══ RECORDS FOR THIS EXERCISE
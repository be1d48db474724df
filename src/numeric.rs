//! Locale-aware number parsing and formatting primitives.
//!
//! These helpers only run while a [`NumericLocale`] is in effect; the
//! locale-naive paths live directly in the field types.

use std::str::FromStr;

use rust_decimal::Decimal;

use crate::locale::NumericLocale;

const FLOAT_LOCALE_PLACES: usize = 6;

/// Removes thousands separators and maps the locale decimal point to `.`,
/// leaving a string the plain Rust parsers understand.
pub(crate) fn delocalize(value: &str, locale: &NumericLocale) -> String {
    let mut normalized = String::with_capacity(value.len());
    for ch in value.trim().chars() {
        if Some(ch) == locale.thousands_sep {
            continue;
        }
        if ch == locale.decimal_point {
            normalized.push('.');
        } else {
            normalized.push(ch);
        }
    }
    normalized
}

pub(crate) fn group_digits(digits: &str, separator: char, group_size: usize) -> String {
    if group_size == 0 || digits.len() <= group_size {
        return digits.to_string();
    }
    let mut grouped = String::with_capacity(digits.len() + digits.len() / group_size);
    let lead = digits.len() % group_size;
    for (idx, ch) in digits.chars().enumerate() {
        if idx > 0 && (idx + group_size - lead) % group_size == 0 {
            grouped.push(separator);
        }
        grouped.push(ch);
    }
    grouped
}

/// Joins an unsigned rendering (`1234.50`) back together with locale separators.
fn localize_unsigned(rendered: &str, negative: bool, locale: &NumericLocale, grouping: bool) -> String {
    let (integer, fraction) = match rendered.split_once('.') {
        Some((integer, fraction)) => (integer, Some(fraction)),
        None => (rendered, None),
    };
    let mut output = String::with_capacity(rendered.len() + 4);
    if negative {
        output.push('-');
    }
    match locale.thousands_sep {
        Some(separator) if grouping => {
            output.push_str(&group_digits(integer, separator, locale.grouping))
        }
        _ => output.push_str(integer),
    }
    if let Some(fraction) = fraction {
        output.push(locale.decimal_point);
        output.push_str(fraction);
    }
    output
}

pub(crate) fn format_integer(value: i64, locale: &NumericLocale, grouping: bool) -> String {
    localize_unsigned(&value.unsigned_abs().to_string(), value < 0, locale, grouping)
}

/// Fixed six decimal places, the way `printf("%f")` renders under a locale.
pub(crate) fn format_float(value: f64, locale: &NumericLocale, grouping: bool) -> String {
    if !value.is_finite() {
        return value.to_string();
    }
    let rendered = format!("{:.*}", FLOAT_LOCALE_PLACES, value.abs());
    let negative = value.is_sign_negative() && value != 0.0;
    localize_unsigned(&rendered, negative, locale, grouping)
}

/// Keeps exactly the decimal places stored in `value`.
pub(crate) fn format_decimal(value: &Decimal, locale: &NumericLocale, grouping: bool) -> String {
    let rendered = value.abs().to_string();
    localize_unsigned(&rendered, value.is_sign_negative() && !value.is_zero(), locale, grouping)
}

/// Parses a decimal written with the locale's separators. Anything besides
/// digits, the configured separators, a leading sign, and spaces is rejected.
pub(crate) fn parse_localized_decimal(value: &str, locale: &NumericLocale) -> Option<Decimal> {
    let permitted = |ch: char| {
        ch.is_ascii_digit()
            || ch == ' '
            || ch == '-'
            || ch == '+'
            || ch == locale.decimal_point
            || Some(ch) == locale.thousands_sep
    };
    if !value.chars().all(permitted) {
        return None;
    }

    let trimmed = value.trim();
    let (negative, body) = match trimmed.chars().next() {
        Some('-') => (true, &trimmed[1..]),
        Some('+') => (false, &trimmed[1..]),
        _ => (false, trimmed),
    };
    if body.contains(['-', '+']) {
        return None;
    }

    let parts: Vec<String> = body
        .split(locale.decimal_point)
        .map(|part| part.chars().filter(char::is_ascii_digit).collect())
        .collect();
    let literal = match parts.as_slice() {
        [integer] if !integer.is_empty() => integer.clone(),
        [integer, fraction] if !integer.is_empty() && !fraction.is_empty() => {
            format!("{integer}.{fraction}")
        }
        _ => return None,
    };
    let parsed = parse_exact_decimal(&literal)?;
    Some(if negative { -parsed } else { parsed })
}

/// Parses a plain decimal literal, rejecting input with more significant
/// fractional digits than a 96-bit mantissa keeps.
pub(crate) fn parse_exact_decimal(literal: &str) -> Option<Decimal> {
    let parsed = Decimal::from_str(literal).ok()?;
    let fraction_digits = literal
        .split_once('.')
        .map_or(0, |(_, fraction)| fraction.trim_end_matches('0').len());
    (fraction_digits <= parsed.scale() as usize).then_some(parsed)
}
//! Column type inference by elimination.
//!
//! Every column starts with the full ordered candidate list. Each distinct
//! non-null sample value is deserialized with every remaining candidate and
//! candidates that reject it are dropped. The first survivor in priority
//! order wins.

use std::collections::{BTreeSet, HashSet};

use log::{debug, trace};

use crate::{
    error::{Result, TypeMismatch},
    fields::{self, FieldOptions, FieldType},
    schema::Schema,
    value::Value,
};

#[derive(Debug, Clone)]
pub struct DetectionConfig {
    pub field_types: Vec<FieldType>,
    /// Column positions that are not inspected and resolve to Text.
    pub skip_indexes: BTreeSet<usize>,
    /// Type for columns with no non-null evidence.
    pub fallback: FieldType,
    pub field_options: FieldOptions,
}

impl Default for DetectionConfig {
    fn default() -> Self {
        Self {
            field_types: fields::all_types().to_vec(),
            skip_indexes: BTreeSet::new(),
            fallback: FieldType::Binary,
            field_options: FieldOptions::default(),
        }
    }
}

impl DetectionConfig {
    pub fn new() -> Self {
        Self::default()
    }

    pub fn field_types(mut self, field_types: impl Into<Vec<FieldType>>) -> Self {
        self.field_types = field_types.into();
        self
    }

    pub fn skip_indexes(mut self, indexes: impl IntoIterator<Item = usize>) -> Self {
        self.skip_indexes = indexes.into_iter().collect();
        self
    }

    pub fn fallback(mut self, fallback: FieldType) -> Self {
        self.fallback = fallback;
        self
    }

    pub fn field_options(mut self, options: FieldOptions) -> Self {
        self.field_options = options;
        self
    }
}

#[derive(Debug, Clone)]
struct TypeCandidates {
    remaining: Vec<FieldType>,
}

impl TypeCandidates {
    fn new(field_types: &[FieldType]) -> Self {
        Self {
            remaining: field_types.to_vec(),
        }
    }

    fn eliminate(&mut self, value: &Value, options: &FieldOptions) {
        self.remaining.retain(|candidate| match try_type(*candidate, value, options) {
            Ok(_) => true,
            Err(mismatch) => {
                trace!("Eliminated {candidate}: {mismatch}");
                false
            }
        });
    }

    fn is_exhausted(&self) -> bool {
        self.remaining.is_empty()
    }

    fn decide(&self, fallback: FieldType) -> FieldType {
        self.remaining.first().copied().unwrap_or(fallback)
    }
}

fn try_type(field_type: FieldType, value: &Value, options: &FieldOptions) -> Result<(), TypeMismatch> {
    match value {
        Value::Text(text) => field_type.deserialize(text, options).map(|_| ()),
        Value::Binary(bytes) => field_type.deserialize_bytes(bytes, options).map(|_| ()),
        other => field_type.coerce(other.clone(), options).map(|_| ()),
    }
}

fn is_null_cell(value: Option<&Value>) -> bool {
    match value {
        None => true,
        Some(Value::Text(text)) => fields::is_null(text),
        Some(Value::Binary(bytes)) => bytes.is_empty(),
        Some(_) => false,
    }
}

/// Infers one column from its sampled cells.
pub fn detect_column<'a, I>(cells: I, config: &DetectionConfig) -> FieldType
where
    I: IntoIterator<Item = Option<&'a Value>>,
{
    let mut seen_text: HashSet<&str> = HashSet::new();
    let mut evidence: Vec<&Value> = Vec::new();
    for value in cells.into_iter().flatten() {
        if is_null_cell(Some(value)) {
            continue;
        }
        if let Value::Text(text) = value
            && !seen_text.insert(text.as_str())
        {
            continue;
        }
        evidence.push(value);
    }

    if evidence.is_empty() {
        return config.fallback;
    }
    if evidence.iter().all(|value| matches!(value, Value::Binary(_))) {
        return FieldType::Binary;
    }

    let mut candidates = TypeCandidates::new(&config.field_types);
    for value in evidence {
        candidates.eliminate(value, &config.field_options);
        if candidates.is_exhausted() {
            break;
        }
    }
    candidates.decide(config.fallback)
}

/// Builds a schema for `field_names` from a sample of raw rows. Rows whose
/// length differs from the header are left out of the sample.
pub fn detect_types<S, R>(field_names: &[S], rows: &[R], config: &DetectionConfig) -> Result<Schema>
where
    S: AsRef<str>,
    R: AsRef<[Option<Value>]>,
{
    let width = field_names.len();
    let sample: Vec<&[Option<Value>]> = rows
        .iter()
        .map(AsRef::as_ref)
        .filter(|row| row.len() == width)
        .collect();
    let excluded = rows.len() - sample.len();
    if excluded > 0 {
        debug!("Excluded {excluded} ragged row(s) from the type detection sample");
    }

    let mut schema = Schema::new();
    for (idx, name) in field_names.iter().enumerate() {
        let name = name.as_ref();
        let field_type = if config.skip_indexes.contains(&idx) {
            FieldType::Text
        } else {
            let detected = detect_column(sample.iter().map(|row| row[idx].as_ref()), config);
            debug!("Detected field '{name}' as {detected}");
            detected
        };
        schema.push(name, field_type)?;
    }
    Ok(schema)
}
════
ASSIGNED TASK:
The answer must consist of every line from the entries above that contains the string "BTreeSet".

WRITTEN RESPONSE:
use std::collections::{BTreeSet, HashSet};
    pub skip_indexes: BTreeSet<usize>,
            skip_indexes: BTreeSet::new(),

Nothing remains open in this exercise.